All lines of the material below that include the string "GenerationIndex" are to be copied.

%%

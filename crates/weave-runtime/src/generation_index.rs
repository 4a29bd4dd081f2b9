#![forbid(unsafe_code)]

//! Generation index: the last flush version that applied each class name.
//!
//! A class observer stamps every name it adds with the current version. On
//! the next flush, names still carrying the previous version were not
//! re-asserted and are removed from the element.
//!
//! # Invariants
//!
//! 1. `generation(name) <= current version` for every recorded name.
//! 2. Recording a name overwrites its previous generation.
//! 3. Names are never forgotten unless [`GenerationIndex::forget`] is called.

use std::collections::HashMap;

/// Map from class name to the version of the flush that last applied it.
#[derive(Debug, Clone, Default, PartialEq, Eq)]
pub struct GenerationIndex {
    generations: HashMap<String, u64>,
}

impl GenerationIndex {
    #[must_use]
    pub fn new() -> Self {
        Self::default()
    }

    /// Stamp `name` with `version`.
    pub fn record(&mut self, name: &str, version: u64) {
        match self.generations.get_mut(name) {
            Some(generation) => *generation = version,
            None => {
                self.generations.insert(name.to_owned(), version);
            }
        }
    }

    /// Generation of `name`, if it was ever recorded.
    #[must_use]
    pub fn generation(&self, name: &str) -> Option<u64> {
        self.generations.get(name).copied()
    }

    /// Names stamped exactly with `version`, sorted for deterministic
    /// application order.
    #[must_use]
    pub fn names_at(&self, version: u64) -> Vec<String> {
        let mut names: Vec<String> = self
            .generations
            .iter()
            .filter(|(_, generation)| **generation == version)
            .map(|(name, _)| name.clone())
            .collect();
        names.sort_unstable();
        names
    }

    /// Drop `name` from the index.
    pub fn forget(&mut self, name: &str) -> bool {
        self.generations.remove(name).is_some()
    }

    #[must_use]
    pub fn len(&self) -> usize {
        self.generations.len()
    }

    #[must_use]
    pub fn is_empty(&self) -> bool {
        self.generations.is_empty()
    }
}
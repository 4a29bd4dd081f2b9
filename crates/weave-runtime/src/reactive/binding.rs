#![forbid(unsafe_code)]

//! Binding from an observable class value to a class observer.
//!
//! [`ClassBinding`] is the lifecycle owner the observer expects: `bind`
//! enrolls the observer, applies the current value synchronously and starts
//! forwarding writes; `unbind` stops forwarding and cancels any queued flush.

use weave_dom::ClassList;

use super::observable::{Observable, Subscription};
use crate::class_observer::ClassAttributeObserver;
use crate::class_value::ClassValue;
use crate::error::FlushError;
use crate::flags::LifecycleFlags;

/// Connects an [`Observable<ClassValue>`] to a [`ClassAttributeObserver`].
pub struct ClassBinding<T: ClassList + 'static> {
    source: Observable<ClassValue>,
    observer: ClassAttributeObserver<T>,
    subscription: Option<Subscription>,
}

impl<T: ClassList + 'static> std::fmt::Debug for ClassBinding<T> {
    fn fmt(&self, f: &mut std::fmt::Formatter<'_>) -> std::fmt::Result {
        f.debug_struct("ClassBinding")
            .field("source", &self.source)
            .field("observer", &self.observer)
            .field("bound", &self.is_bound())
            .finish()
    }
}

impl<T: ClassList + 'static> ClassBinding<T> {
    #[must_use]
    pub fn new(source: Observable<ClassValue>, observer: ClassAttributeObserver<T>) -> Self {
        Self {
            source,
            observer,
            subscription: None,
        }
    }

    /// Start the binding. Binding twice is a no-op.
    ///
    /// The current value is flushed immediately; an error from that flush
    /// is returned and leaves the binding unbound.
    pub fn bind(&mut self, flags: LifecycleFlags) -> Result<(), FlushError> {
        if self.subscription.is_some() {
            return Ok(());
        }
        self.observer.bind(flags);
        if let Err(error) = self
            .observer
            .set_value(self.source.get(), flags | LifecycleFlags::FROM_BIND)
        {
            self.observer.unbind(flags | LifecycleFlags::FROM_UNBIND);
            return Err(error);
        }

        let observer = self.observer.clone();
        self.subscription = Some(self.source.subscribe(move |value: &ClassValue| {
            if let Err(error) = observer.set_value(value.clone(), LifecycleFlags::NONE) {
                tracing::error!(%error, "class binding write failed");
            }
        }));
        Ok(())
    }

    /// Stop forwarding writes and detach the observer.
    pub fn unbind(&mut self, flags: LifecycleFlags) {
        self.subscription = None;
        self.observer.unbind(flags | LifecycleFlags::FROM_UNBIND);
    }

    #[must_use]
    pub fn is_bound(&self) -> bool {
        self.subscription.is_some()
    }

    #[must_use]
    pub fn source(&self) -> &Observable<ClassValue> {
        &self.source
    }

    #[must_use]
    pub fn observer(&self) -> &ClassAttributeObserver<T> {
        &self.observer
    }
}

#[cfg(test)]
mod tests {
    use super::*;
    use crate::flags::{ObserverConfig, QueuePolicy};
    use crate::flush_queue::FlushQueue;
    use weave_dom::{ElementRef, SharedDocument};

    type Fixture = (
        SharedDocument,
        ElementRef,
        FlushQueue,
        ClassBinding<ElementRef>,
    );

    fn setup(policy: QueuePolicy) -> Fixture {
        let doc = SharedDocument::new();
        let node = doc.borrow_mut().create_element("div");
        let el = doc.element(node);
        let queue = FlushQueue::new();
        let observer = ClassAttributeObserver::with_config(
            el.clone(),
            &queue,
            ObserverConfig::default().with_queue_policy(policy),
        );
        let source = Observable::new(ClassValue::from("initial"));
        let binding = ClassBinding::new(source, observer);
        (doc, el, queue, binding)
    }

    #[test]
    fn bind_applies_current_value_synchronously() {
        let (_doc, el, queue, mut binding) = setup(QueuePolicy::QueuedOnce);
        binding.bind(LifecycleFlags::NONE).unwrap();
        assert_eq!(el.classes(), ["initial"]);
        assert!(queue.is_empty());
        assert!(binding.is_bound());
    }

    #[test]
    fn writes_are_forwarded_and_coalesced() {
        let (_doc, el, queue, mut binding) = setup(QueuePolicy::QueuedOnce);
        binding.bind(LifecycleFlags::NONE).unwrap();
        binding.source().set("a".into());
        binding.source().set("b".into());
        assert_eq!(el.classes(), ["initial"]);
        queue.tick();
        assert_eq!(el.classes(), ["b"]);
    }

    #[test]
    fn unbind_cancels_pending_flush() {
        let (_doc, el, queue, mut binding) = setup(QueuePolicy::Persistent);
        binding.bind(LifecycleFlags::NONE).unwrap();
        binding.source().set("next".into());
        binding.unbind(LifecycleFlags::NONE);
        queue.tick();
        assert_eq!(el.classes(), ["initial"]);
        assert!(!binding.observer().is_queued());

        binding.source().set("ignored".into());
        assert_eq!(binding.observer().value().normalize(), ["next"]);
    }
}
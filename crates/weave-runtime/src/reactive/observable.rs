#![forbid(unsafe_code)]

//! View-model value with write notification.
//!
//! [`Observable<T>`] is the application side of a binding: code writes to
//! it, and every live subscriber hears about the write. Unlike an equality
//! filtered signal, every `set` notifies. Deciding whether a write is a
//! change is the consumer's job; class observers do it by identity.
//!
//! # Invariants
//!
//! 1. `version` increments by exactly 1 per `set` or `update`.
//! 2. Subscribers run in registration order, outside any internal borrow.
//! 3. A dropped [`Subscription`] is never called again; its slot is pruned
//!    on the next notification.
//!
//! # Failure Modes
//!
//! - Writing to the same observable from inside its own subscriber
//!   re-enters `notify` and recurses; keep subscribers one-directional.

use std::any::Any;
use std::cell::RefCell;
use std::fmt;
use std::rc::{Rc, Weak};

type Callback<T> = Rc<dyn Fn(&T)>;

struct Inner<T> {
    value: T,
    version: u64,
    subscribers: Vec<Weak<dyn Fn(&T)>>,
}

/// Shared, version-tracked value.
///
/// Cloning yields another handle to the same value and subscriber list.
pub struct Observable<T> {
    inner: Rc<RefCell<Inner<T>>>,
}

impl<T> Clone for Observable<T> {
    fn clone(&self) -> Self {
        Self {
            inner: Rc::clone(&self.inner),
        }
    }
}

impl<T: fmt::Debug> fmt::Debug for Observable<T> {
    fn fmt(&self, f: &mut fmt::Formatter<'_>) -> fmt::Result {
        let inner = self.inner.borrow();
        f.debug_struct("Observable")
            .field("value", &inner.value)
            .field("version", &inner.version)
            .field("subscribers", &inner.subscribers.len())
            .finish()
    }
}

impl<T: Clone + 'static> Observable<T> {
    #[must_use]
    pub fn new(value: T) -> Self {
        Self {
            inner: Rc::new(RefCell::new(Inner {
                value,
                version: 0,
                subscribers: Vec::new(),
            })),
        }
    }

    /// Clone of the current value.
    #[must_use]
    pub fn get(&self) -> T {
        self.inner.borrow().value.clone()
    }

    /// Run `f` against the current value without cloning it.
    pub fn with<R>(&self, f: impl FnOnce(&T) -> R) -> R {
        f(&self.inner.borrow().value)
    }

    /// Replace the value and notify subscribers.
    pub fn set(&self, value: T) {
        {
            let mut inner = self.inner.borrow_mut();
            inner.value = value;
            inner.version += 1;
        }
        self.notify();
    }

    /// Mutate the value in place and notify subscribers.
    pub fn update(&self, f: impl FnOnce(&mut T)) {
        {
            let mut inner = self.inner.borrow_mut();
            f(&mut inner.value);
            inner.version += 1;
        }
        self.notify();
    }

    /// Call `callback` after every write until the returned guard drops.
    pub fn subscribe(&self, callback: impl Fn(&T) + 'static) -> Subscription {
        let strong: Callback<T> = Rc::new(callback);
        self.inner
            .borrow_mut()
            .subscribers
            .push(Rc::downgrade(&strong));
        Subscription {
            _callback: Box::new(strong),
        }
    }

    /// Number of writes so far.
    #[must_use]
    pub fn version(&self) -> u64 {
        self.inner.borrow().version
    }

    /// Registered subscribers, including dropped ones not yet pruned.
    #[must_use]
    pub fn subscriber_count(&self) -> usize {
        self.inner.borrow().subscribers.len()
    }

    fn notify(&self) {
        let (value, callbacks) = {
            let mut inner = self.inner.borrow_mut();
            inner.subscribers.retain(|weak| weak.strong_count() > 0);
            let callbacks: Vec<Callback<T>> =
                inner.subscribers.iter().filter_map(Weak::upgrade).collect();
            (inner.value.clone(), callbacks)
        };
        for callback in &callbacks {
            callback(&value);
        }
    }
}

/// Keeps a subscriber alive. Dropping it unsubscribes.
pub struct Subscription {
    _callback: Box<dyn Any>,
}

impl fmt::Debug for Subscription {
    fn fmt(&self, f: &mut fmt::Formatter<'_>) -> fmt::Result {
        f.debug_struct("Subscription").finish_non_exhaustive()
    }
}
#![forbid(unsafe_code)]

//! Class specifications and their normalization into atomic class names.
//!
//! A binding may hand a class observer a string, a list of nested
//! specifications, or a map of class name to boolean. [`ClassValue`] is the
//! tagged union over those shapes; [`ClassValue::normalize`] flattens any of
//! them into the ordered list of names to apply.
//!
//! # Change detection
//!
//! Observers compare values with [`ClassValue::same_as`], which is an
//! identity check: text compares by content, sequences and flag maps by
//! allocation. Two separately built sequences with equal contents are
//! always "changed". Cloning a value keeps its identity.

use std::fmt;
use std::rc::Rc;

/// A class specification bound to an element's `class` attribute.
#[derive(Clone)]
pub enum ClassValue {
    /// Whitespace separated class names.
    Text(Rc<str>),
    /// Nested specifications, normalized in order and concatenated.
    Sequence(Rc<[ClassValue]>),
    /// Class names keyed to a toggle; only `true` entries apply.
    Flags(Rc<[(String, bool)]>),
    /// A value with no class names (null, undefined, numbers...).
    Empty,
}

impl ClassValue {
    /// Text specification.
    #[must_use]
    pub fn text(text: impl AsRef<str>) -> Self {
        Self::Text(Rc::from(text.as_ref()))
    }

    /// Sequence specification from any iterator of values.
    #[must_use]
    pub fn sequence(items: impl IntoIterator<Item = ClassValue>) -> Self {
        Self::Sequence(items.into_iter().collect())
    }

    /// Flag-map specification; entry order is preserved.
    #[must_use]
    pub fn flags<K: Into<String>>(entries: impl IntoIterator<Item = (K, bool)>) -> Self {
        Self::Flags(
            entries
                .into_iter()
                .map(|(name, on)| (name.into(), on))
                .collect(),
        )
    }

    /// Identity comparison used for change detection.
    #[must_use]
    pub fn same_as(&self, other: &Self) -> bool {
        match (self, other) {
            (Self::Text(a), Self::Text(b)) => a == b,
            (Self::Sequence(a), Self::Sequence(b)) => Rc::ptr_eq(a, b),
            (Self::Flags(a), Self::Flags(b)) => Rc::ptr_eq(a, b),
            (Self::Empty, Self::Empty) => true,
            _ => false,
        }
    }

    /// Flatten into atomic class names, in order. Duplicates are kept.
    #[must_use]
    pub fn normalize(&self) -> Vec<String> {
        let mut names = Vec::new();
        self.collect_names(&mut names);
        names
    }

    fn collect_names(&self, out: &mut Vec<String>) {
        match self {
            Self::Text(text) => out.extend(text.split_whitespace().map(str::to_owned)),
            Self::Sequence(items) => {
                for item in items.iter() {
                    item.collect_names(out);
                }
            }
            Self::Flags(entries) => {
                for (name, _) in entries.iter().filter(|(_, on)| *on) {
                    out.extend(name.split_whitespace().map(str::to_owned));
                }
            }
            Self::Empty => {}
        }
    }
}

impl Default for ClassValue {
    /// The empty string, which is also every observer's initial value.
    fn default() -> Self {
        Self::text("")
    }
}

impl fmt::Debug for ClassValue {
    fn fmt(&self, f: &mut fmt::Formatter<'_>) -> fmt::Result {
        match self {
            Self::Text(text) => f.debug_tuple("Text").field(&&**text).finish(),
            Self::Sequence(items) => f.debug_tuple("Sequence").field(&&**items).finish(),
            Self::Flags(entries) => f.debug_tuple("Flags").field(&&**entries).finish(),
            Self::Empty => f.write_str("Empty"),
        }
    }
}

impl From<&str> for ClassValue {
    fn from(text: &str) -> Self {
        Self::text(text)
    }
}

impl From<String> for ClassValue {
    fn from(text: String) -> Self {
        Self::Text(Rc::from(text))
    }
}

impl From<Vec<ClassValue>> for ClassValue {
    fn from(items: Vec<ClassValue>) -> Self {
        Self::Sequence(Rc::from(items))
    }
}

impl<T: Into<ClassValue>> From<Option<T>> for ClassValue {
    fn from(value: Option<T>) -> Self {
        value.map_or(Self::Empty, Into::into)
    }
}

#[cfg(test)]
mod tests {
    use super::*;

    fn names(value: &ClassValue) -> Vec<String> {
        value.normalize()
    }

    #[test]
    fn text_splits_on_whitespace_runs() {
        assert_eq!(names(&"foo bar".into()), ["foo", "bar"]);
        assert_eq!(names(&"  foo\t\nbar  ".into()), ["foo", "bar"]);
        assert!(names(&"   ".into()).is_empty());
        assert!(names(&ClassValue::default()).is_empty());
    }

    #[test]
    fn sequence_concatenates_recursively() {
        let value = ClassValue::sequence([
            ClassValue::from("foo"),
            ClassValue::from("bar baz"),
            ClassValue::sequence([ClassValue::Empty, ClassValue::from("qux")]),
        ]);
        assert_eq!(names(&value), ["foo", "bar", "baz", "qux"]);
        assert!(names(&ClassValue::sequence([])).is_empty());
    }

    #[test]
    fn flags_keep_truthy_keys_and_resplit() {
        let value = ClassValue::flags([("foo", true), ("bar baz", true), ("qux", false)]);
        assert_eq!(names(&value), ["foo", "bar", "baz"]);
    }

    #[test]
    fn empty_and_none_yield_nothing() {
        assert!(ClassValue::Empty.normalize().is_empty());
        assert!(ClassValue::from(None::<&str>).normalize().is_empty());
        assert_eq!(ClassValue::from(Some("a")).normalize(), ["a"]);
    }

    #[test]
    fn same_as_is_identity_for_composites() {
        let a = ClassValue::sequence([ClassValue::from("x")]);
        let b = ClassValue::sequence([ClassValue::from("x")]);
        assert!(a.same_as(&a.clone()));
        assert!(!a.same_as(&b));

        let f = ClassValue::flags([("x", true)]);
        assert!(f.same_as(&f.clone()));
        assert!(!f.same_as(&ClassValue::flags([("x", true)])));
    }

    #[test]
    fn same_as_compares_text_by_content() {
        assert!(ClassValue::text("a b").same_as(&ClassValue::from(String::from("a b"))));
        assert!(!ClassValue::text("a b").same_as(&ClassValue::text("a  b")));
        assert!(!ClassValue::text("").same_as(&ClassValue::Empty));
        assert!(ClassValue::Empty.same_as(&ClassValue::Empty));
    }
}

%%

◆ Exercise solution
//! 3. Names are never forgotten unless [`GenerationIndex::forget`] is called.
pub struct GenerationIndex {
impl GenerationIndex {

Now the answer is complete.